## Try it
When a line of the entries contains "Incoming", please list that line.

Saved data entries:
//! Listener server.
//!
//! Binds the data-plane socket and serves connections over HTTP/2 behind
//! TLS, or over H2C (plaintext HTTP/2 with prior knowledge, plus HTTP/1.1)
//! for deployments that terminate TLS upstream.
//!
//! `open` validates, binds, and spawns the accept loop; the loop's terminal
//! result is forwarded on a close channel. `close` cancels accepting, drains
//! in-flight connections gracefully, and force-aborts whatever is still
//! running once the shutdown timeout elapses.

use std::net::SocketAddr;
use std::sync::Arc;
use std::time::Duration;

use hyper::body::Incoming;
use hyper::service::service_fn;
use hyper_util::rt::{TokioExecutor, TokioIo};
use tokio::net::{TcpListener, TcpStream};
use tokio::sync::mpsc;
use tokio::task::JoinSet;
use tokio_rustls::TlsAcceptor;
use tokio_util::sync::CancellationToken;
use tracing::{debug, info, warn};

use crate::handler::{BoxError, HttpHandler, HttpResponse};
use crate::ServerError;
use http_body_util::BodyExt;

/// Wire protocol served by the listener.
#[derive(Debug, Clone, Copy, PartialEq, Eq)]
pub enum ListenerProtocol {
    /// HTTP/2 over TLS.
    Http2,
    /// Cleartext HTTP/2 (prior knowledge) and HTTP/1.1.
    H2c,
}

/// The data-plane listener.
pub struct ListenerServer {
    protocol: ListenerProtocol,
    address: String,
    tls: Option<Arc<rustls::ServerConfig>>,
    handler: Option<Arc<dyn HttpHandler>>,
    shutdown_timeout: Duration,
    running: Option<Running>,
}

struct Running {
    shutdown: CancellationToken,
    closed_rx: mpsc::Receiver<Result<(), ServerError>>,
}

impl ListenerServer {
    /// Start building a listener.
    pub fn builder() -> ListenerServerBuilder {
        ListenerServerBuilder::default()
    }

    /// The address the listener serves on.
    pub fn address(&self) -> &str {
        &self.address
    }

    /// Validate the configuration, bind the socket, and start serving.
    pub async fn open(&mut self) -> Result<(), ServerError> {
        if self.address.is_empty() {
            return Err(ServerError::EmptyListenerAddress);
        }
        if self.protocol == ListenerProtocol::Http2 && self.tls.is_none() {
            return Err(ServerError::EmptyHttp2TlsConfig);
        }
        if self.running.is_some() {
            return Err(ServerError::AlreadyOpen);
        }
        let handler = self
            .handler
            .clone()
            .ok_or(ServerError::EmptyHttpHandler)?;

        let address: SocketAddr =
            self.address
                .parse()
                .map_err(|source| ServerError::InvalidListenerAddress {
                    address: self.address.clone(),
                    source,
                })?;
        let listener = TcpListener::bind(address)
            .await
            .map_err(|source| ServerError::Bind {
                address: self.address.clone(),
                source,
            })?;

        let acceptor = self.tls.as_ref().map(|tls| TlsAcceptor::from(Arc::clone(tls)));
        let shutdown = CancellationToken::new();
        let (closed_tx, closed_rx) = mpsc::channel(1);

        info!(address = %address, protocol = ?self.protocol, "listener open");
        tokio::spawn(accept_loop(
            listener,
            acceptor,
            self.protocol,
            handler,
            shutdown.clone(),
            self.shutdown_timeout,
            closed_tx,
        ));

        self.running = Some(Running {
            shutdown,
            closed_rx,
        });
        Ok(())
    }

    /// Stop accepting, drain connections within the shutdown timeout, and
    /// return the serve loop's terminal result. Closing a listener that was
    /// never opened is a no-op.
    pub async fn close(&mut self) -> Result<(), ServerError> {
        let Some(mut running) = self.running.take() else {
            return Ok(());
        };
        running.shutdown.cancel();
        running.closed_rx.recv().await.unwrap_or(Ok(()))
    }
}

/// Builder for [`ListenerServer`].
#[derive(Default)]
pub struct ListenerServerBuilder {
    protocol: Option<ListenerProtocol>,
    address: String,
    tls: Option<Arc<rustls::ServerConfig>>,
    handler: Option<Arc<dyn HttpHandler>>,
    shutdown_timeout: Option<Duration>,
}

impl ListenerServerBuilder {
    /// Set the wire protocol (default H2C).
    #[must_use]
    pub fn listener_protocol(mut self, protocol: ListenerProtocol) -> Self {
        self.protocol = Some(protocol);
        self
    }

    /// Set the bind address.
    #[must_use]
    pub fn listener_address(mut self, address: impl Into<String>) -> Self {
        self.address = address.into();
        self
    }

    /// Provide TLS material for HTTP/2 serving.
    #[must_use]
    pub fn tls_config(mut self, tls: Option<Arc<rustls::ServerConfig>>) -> Self {
        self.tls = tls;
        self
    }

    /// Set the handler every connection dispatches to.
    #[must_use]
    pub fn http_handler(mut self, handler: Arc<dyn HttpHandler>) -> Self {
        self.handler = Some(handler);
        self
    }

    /// Bound graceful shutdown (default 20s).
    #[must_use]
    pub fn shutdown_timeout(mut self, timeout: Duration) -> Self {
        self.shutdown_timeout = Some(timeout);
        self
    }

    /// Build the listener. Configuration is validated at `open`.
    pub fn build(self) -> ListenerServer {
        ListenerServer {
            protocol: self.protocol.unwrap_or(ListenerProtocol::H2c),
            address: self.address,
            tls: self.tls,
            handler: self.handler,
            shutdown_timeout: self.shutdown_timeout.unwrap_or(Duration::from_secs(20)),
            running: None,
        }
    }
}

#[allow(clippy::too_many_arguments)]
async fn accept_loop(
    listener: TcpListener,
    acceptor: Option<TlsAcceptor>,
    protocol: ListenerProtocol,
    handler: Arc<dyn HttpHandler>,
    shutdown: CancellationToken,
    shutdown_timeout: Duration,
    closed_tx: mpsc::Sender<Result<(), ServerError>>,
) {
    let drain = CancellationToken::new();
    let mut connections = JoinSet::new();

    let result = loop {
        tokio::select! {
            _ = shutdown.cancelled() => break Ok(()),
            accepted = listener.accept() => match accepted {
                Ok((stream, peer)) => {
                    debug!(peer = %peer, "connection accepted");
                    connections.spawn(serve_connection(
                        stream,
                        acceptor.clone(),
                        protocol,
                        Arc::clone(&handler),
                        drain.clone(),
                    ));
                }
                Err(source) => break Err(ServerError::Accept(source)),
            },
        }
    };

    // Ask in-flight connections to finish, then force the stragglers.
    drain.cancel();
    let drained = tokio::time::timeout(shutdown_timeout, async {
        while connections.join_next().await.is_some() {}
    })
    .await;
    if drained.is_err() {
        warn!(remaining = connections.len(), "graceful shutdown timed out, aborting connections");
        connections.abort_all();
    }

    let _ = closed_tx.send(result).await;
}

async fn serve_connection(
    stream: TcpStream,
    acceptor: Option<TlsAcceptor>,
    protocol: ListenerProtocol,
    handler: Arc<dyn HttpHandler>,
    drain: CancellationToken,
) {
    let service = service_fn(move |request: http::Request<Incoming>| {
        let handler = Arc::clone(&handler);
        async move {
            let request = request.map(|body| body.map_err(BoxError::from).boxed_unsync());
            Ok::<HttpResponse, std::convert::Infallible>(handler.handle(request).await)
        }
    });

    match protocol {
        ListenerProtocol::Http2 => {
            let Some(acceptor) = acceptor else {
                // Unreachable past open-time validation.
                return;
            };
            let stream = match acceptor.accept(stream).await {
                Ok(stream) => stream,
                Err(error) => {
                    debug!(error = %error, "tls handshake failed");
                    return;
                }
            };
            let builder = hyper::server::conn::http2::Builder::new(TokioExecutor::new());
            let connection = builder.serve_connection(TokioIo::new(stream), service);
            tokio::pin!(connection);

            let mut draining = false;
            loop {
                tokio::select! {
                    result = connection.as_mut() => {
                        if let Err(error) = result {
                            debug!(error = %error, "connection error");
                        }
                        break;
                    }
                    _ = drain.cancelled(), if !draining => {
                        draining = true;
                        connection.as_mut().graceful_shutdown();
                    }
                }
            }
        }
        ListenerProtocol::H2c => {
            let builder =
                hyper_util::server::conn::auto::Builder::new(TokioExecutor::new());
            let connection = builder.serve_connection(TokioIo::new(stream), service);
            tokio::pin!(connection);

            let mut draining = false;
            loop {
                tokio::select! {
                    result = connection.as_mut() => {
                        if let Err(error) = result {
                            debug!(error = %error, "connection error");
                        }
                        break;
                    }
                    _ = drain.cancelled(), if !draining => {
                        draining = true;
                        connection.as_mut().graceful_shutdown();
                    }
                }
            }
        }
    }
}

#[cfg(test)]
mod tests {
    use super::*;
    use crate::handler::{empty_body, HttpRequest};
    use async_trait::async_trait;

    struct Ok200;

    #[async_trait]
    impl HttpHandler for Ok200 {
        async fn handle(&self, _request: HttpRequest) -> HttpResponse {
            http::Response::builder().body(empty_body()).unwrap()
        }
    }

    fn h2c_listener(address: &str) -> ListenerServer {
        ListenerServer::builder()
            .listener_protocol(ListenerProtocol::H2c)
            .listener_address(address)
            .http_handler(Arc::new(Ok200))
            .shutdown_timeout(Duration::from_millis(200))
            .build()
    }

    #[tokio::test]
    async fn empty_address_is_rejected() {
        let mut server = h2c_listener("");
        assert!(matches!(
            server.open().await,
            Err(ServerError::EmptyListenerAddress)
        ));
    }

    #[tokio::test]
    async fn http2_requires_tls() {
        let mut server = ListenerServer::builder()
            .listener_protocol(ListenerProtocol::Http2)
            .listener_address("127.0.0.1:0")
            .http_handler(Arc::new(Ok200))
            .build();
        assert!(matches!(
            server.open().await,
            Err(ServerError::EmptyHttp2TlsConfig)
        ));
    }

    #[tokio::test]
    async fn handler_is_required() {
        let mut server = ListenerServer::builder()
            .listener_protocol(ListenerProtocol::H2c)
            .listener_address("127.0.0.1:0")
            .build();
        assert!(matches!(
            server.open().await,
            Err(ServerError::EmptyHttpHandler)
        ));
    }

    #[tokio::test]
    async fn open_close_cycle() {
        let mut server = h2c_listener("127.0.0.1:0");
        server.open().await.expect("opens");
        assert!(matches!(server.open().await, Err(ServerError::AlreadyOpen)));
        server.close().await.expect("clean close");
        // Closing again is a no-op.
        server.close().await.expect("idempotent close");
    }

    #[tokio::test]
    async fn invalid_address_is_rejected() {
        let mut server = h2c_listener("not-an-address");
        assert!(matches!(
            server.open().await,
            Err(ServerError::InvalidListenerAddress { .. })
        ));
    }
}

## Response
use hyper::body::Incoming;
    let service = service_fn(move |request: http::Request<Incoming>| {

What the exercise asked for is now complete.